The physicochemical quality of fruit purée can be evaluated using NIR spectroscopy both on the purée itself and the intact fruit. The NIR spectroscopy of fresh fruit juices (orange, apple, grapefruit, grape, pear, pineapple, and sugarcane) [33], a mixture of carbohydrates (glucose, sucrose, starch, and cellulose) and organic acids (citric acid and malic acid) in mango purée [34], antioxidant components in tomato [35,36], purée of clingstone peaches to TSS, TA, pH, and total phenolic compounds [37] were analyzed. The adulteration of apple purée in strawberry and raspberry purée was studied [17,38,39], and the use of the NIR spectra of intact fruit for the prediction of purée quality was reported for apple [19].
Partial least squares regression (PLSR) is a well-known bilinear calibration method that describes the behavior of the response block (Y, dependent variables) as a function of the predictor block (X, independent variables) using data compression to reduce a large number of measured collinear spectral variables to a few orthogonal latent variables (LVs) that describe the maximum covariance between X variables and Y variables [40]. In this research, mango and mangosteen purée qualities were analyzed with respect to TSS and TA. A PLSR model was developed based on the spectra acquired using an FT-NIR spectrometer, accompanied by the reference values of the TSS and TA of mango and mangosteen purée. PLSR was chosen in this work, as it is most widely used in spectral multivariate calibration analysis and is a perfect combination of multiple linear regression (MLR), canonical correlation analysis (CCA), and principal component analysis (PCA) [41]. Through linear regression, the following can be concluded: MLR, PCR, and PLS are actually connected and coherent; there is a gradually developed course of the linear multivariate calibration; there are weaknesses in the MLR sub-rank inversion; and there is insufficient use of spectral information. PCR uses PCA to decompose the spectral array X and performs MLR regression using the score vector, significantly enhancing the model prediction.
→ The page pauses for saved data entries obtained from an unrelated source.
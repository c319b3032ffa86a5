//! Year-independent Hebrew anchor keys and the key-to-solar search.
//!
//! An anniversary anchored to the Hebrew calendar is stored as a
//! [`HebrewKey`]: the day and month of its anchor date, with the year
//! stripped. Projecting the anniversary onto a solar year then searches the
//! Hebrew years overlapping that solar year for a date carrying the key.

use std::fmt;

use chrono::{Datelike, NaiveDate};
use schemars::JsonSchema;
use serde::{Deserialize, Serialize};

use super::dates::{
    self, hebrew_from_solar, month_length, solar_from_hebrew, HebrewDate, HebrewMonth,
};

/// Year-independent Hebrew day/month key, e.g. "Av 15".
///
/// Two solar dates falling on the same Hebrew day and month yield equal
/// keys regardless of the Hebrew year involved.
#[derive(Debug, Clone, Copy, PartialEq, Eq, Serialize, Deserialize, JsonSchema)]
pub struct HebrewKey {
    pub month: HebrewMonth,
    pub day: u8,
}

impl fmt::Display for HebrewKey {
    fn fmt(&self, f: &mut fmt::Formatter<'_>) -> fmt::Result {
        write!(f, "{} {}", self.month, self.day)
    }
}

impl HebrewKey {
    /// Resolve this key's month within a concrete Hebrew year.
    ///
    /// The single Adar of a common year and Adar II of a leap year count as
    /// the same month for anniversary purposes; Adar I exists only in leap
    /// years and resolves to nothing elsewhere.
    fn month_in_year(&self, h_year: i32) -> Option<HebrewMonth> {
        let leap = dates::is_leap_year(h_year);
        match (self.month, leap) {
            (HebrewMonth::Adar, true) | (HebrewMonth::AdarII, true) => Some(HebrewMonth::AdarII),
            (HebrewMonth::Adar, false) | (HebrewMonth::AdarII, false) => Some(HebrewMonth::Adar),
            (HebrewMonth::AdarI, true) => Some(HebrewMonth::AdarI),
            (HebrewMonth::AdarI, false) => None,
            (month, _) => Some(month),
        }
    }
}

/// The year-independent Hebrew key of a solar date.
pub fn hebrew_key_for(date: NaiveDate) -> HebrewKey {
    let h = hebrew_from_solar(date);
    HebrewKey {
        month: h.month,
        day: h.day,
    }
}

/// Human-readable Hebrew rendering of a solar date, e.g. "15 Av 5785".
///
/// Display only; matching always goes through [`hebrew_key_for`].
pub fn hebrew_display(date: NaiveDate) -> String {
    hebrew_from_solar(date).to_string()
}

// A solar year overlaps exactly two Hebrew years: the one ending around
// September/October and the one beginning there.
const YEAR_OFFSET: i32 = 3760;

/// Solar date within `solar_year` on which the keyed Hebrew day/month falls.
///
/// Returns `None` when no Hebrew year overlapping `solar_year` contains
/// that day/month: day 30 of Cheshvan or Kislev in years where the month
/// runs 29 days, or Adar I outside leap years. When the day/month occurs
/// twice within one solar year (possible near the solar year boundary) the
/// earlier occurrence wins.
pub fn solar_date_for_key_in_year(key: &HebrewKey, solar_year: i32) -> Option<NaiveDate> {
    for h_year in [solar_year + YEAR_OFFSET, solar_year + YEAR_OFFSET + 1] {
        let Some(month) = key.month_in_year(h_year) else {
            continue;
        };
        if key.day == 0 || key.day > month_length(h_year, month) {
            continue;
        }
        let candidate = HebrewDate {
            year: h_year,
            month,
            day: key.day,
        };
        if let Some(date) = solar_from_hebrew(&candidate) {
            if date.year() == solar_year {
                return Some(date);
            }
        }
    }
    None
}

#[cfg(test)]
mod tests {
    use super::*;

    fn solar(y: i32, m: u32, d: u32) -> NaiveDate {
        NaiveDate::from_ymd_opt(y, m, d).unwrap()
    }

    #[test]
    fn test_key_is_year_independent() {
        // Tu B'Av 5784 and 5785 fall on different solar dates but share a key.
        let k1 = hebrew_key_for(solar(2024, 8, 19));
        let k2 = hebrew_key_for(solar(2025, 8, 9));
        assert_eq!(k1, k2);
        assert_eq!(k1.month, HebrewMonth::Av);
        assert_eq!(k1.day, 15);
    }

    #[test]
    fn test_round_trip_anchor_year() {
        for date in [
            solar(2024, 4, 23),
            solar(2025, 3, 14),
            solar(2025, 8, 9),
            solar(2025, 12, 15),
            solar(2024, 10, 3),
            solar(2025, 6, 1),
        ] {
            let key = hebrew_key_for(date);
            assert_eq!(
                solar_date_for_key_in_year(&key, date.year()),
                Some(date),
                "round trip failed for {date}"
            );
        }
    }

    #[test]
    fn test_missing_day_in_short_month() {
        // 30 Cheshvan exists in 5785 (complete year) but not in 5786.
        let key = hebrew_key_for(solar(2024, 12, 1));
        assert_eq!(key.month, HebrewMonth::Cheshvan);
        assert_eq!(key.day, 30);

        assert_eq!(solar_date_for_key_in_year(&key, 2024), Some(solar(2024, 12, 1)));
        assert_eq!(solar_date_for_key_in_year(&key, 2025), None);
    }

    #[test]
    fn test_adar_maps_to_adar_ii_in_leap_years() {
        // Purim-day anchor from a common year.
        let key = hebrew_key_for(solar(2025, 3, 14));
        assert_eq!(key.month, HebrewMonth::Adar);

        // 5784 is leap: 14 Adar II 5784 was March 24, 2024.
        assert_eq!(solar_date_for_key_in_year(&key, 2024), Some(solar(2024, 3, 24)));
    }

    #[test]
    fn test_adar_i_skipped_in_common_years() {
        // 5784 is a leap year; pick a date inside Adar I.
        let anchor = solar(2024, 2, 20);
        let key = hebrew_key_for(anchor);
        assert_eq!(key.month, HebrewMonth::AdarI);

        assert_eq!(solar_date_for_key_in_year(&key, 2024), Some(anchor));
        // 5785/5786 are common years with no Adar I at all.
        assert_eq!(solar_date_for_key_in_year(&key, 2025), None);
    }

    #[test]
    fn test_display_rendering() {
        assert_eq!(hebrew_display(solar(2025, 8, 9)), "15 Av 5785");
        let key = hebrew_key_for(solar(2025, 8, 9));
        assert_eq!(key.to_string(), "Av 15");
    }

    #[test]
    fn test_autumn_dates_resolve_in_the_later_hebrew_year() {
        // Hanukkah 5786: the key must land in December 2025 even though the
        // earlier overlapping Hebrew year (5785) also contains 25 Kislev.
        let key = HebrewKey {
            month: HebrewMonth::Kislev,
            day: 25,
        };
        assert_eq!(solar_date_for_key_in_year(&key, 2025), Some(solar(2025, 12, 15)));
    }
}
Meanwhile, PLSR decomposes the spectra X and concentration Y simultaneously and strengthens the corresponding calculation relationship between the two matrices, ensuring that the best calibration model is established [41]. The summarization of PLSR is similar to that of PCR, which uses the typical features of variable reduction methods as well as an orthogonal space for the regression, thereby avoiding the problems derived from collinearity between variables, but the difference from PCR is that PLSR aims at ensuring that the first few latent variables will contain as much information of predictive use as possible [42].
To date, there have been no reports on NIR calibration models for the prediction of the TSS and TA of pure purées of mango and mangosteen. Therefore, the objective of this work was to develop a rapid essential protocol for evaluation of the TSS and TA of purées of mango and mangosteen. Both mango and mangosteen are the popular and highly favorite fruits in Thailand but with very high yields exceeding consumer demand. Hence, further processing into, for instance, purées, is needed, and NIR spectroscopy can serve as a rapid and accurate method for qualitative and quantitative analysis of the purée quality.

2. Materials and Methods

2.1. Sample Collection

Mahachanok mango fruits were obtained from Chiangmai Fresh Co., Ltd., Chaingmai, Thailand, where the mango trees were grown in Taton Sub-district, Mae Ai District, Chaingmai Province. The fruits were harvested 115–120 days after having flower blooming from the orchards in 2019, totaling 100 kg. The obtained mangosteen fruits at the black maturity level were tree-ripened by the Ta Ma Pla mangosteen community enterprise in Ta Ma Pla Sub-district, Lung Suan District, Chumphon Province, and harvested 90 days after flower blooming in 2019, totaling 100 kg. All samples were transported by a fully covered truck from the orchards to the Factory Classroom, School of Engineering, King Mongkut’s Institute of Technology Ladkrabang. After that, they were kept in an open area with good ventilation, where there was no sunlight or rain. The fruits were ripened naturally.

2.2. Purée Production

The preparation of mango and mangosteen purée started by selecting the fruits, which weighed 500–1000 g each, and then cleaning and peeling them. To produce mango purée, the pulps were separated from the seed and blended using the food cutter method with a fruit blender (JTC, model M-800A, Taipei, Taiwan) at a high speed (High) for 25 s. For the mangosteen purée, the pulp finisher method was used, using a fruit juice maker (PHILIPS, model HR1922, Shanghai, China) at a spinning speed level 2 until all of the pulp was separated from the seeds. Figure 1 shows the mango purée (a) and mangosteen purée (b).
The purée was kept in a 100 mL, light-brown glass bottle. Each sample was placed into 2 bottles that were capped with a rubber stopper and screw cap. The bottles were kept at −20 °C for 7 days until they were inspected for quality. Before the NIR scanning of the samples, the bottles were taken out for thawing for 3 to 4 h in order to reach a constant normal temperature (25 °C). In total, 88 sample bottles of mangosteen purée and 96 sample bottles of mango purée were used for this experiment.

2.3. Spectra Acquisition

The spectra of the purée were acquired using a Fourier transform (FT) NIR spectrometer (MPA Bruker, Etelingen, Germany). The scanning range used was 12,500–4000 cm1 (800–2500 nm), with a resolution of 16 cm1. One average spectrum was obtained from an average of 32 scans. Background scanning was carried out by using a reference material made of gold before every single scan. The purée was transferred to a glass vial with a 22 mm diameter and 48 mm height, as a measurement cell. Since glass is fairly transparent in the NIR region, no significant radiation loss from the vial itself that can decrease the signal-to-noise ratio was expected, and the vial used had a flat bottom, meaning that the overall signal-to-noise ratio was not degraded [43]. The purée was then covered with a transfection plate made from stainless steel, which provided a full optical path length of 2 mm, and was scanned.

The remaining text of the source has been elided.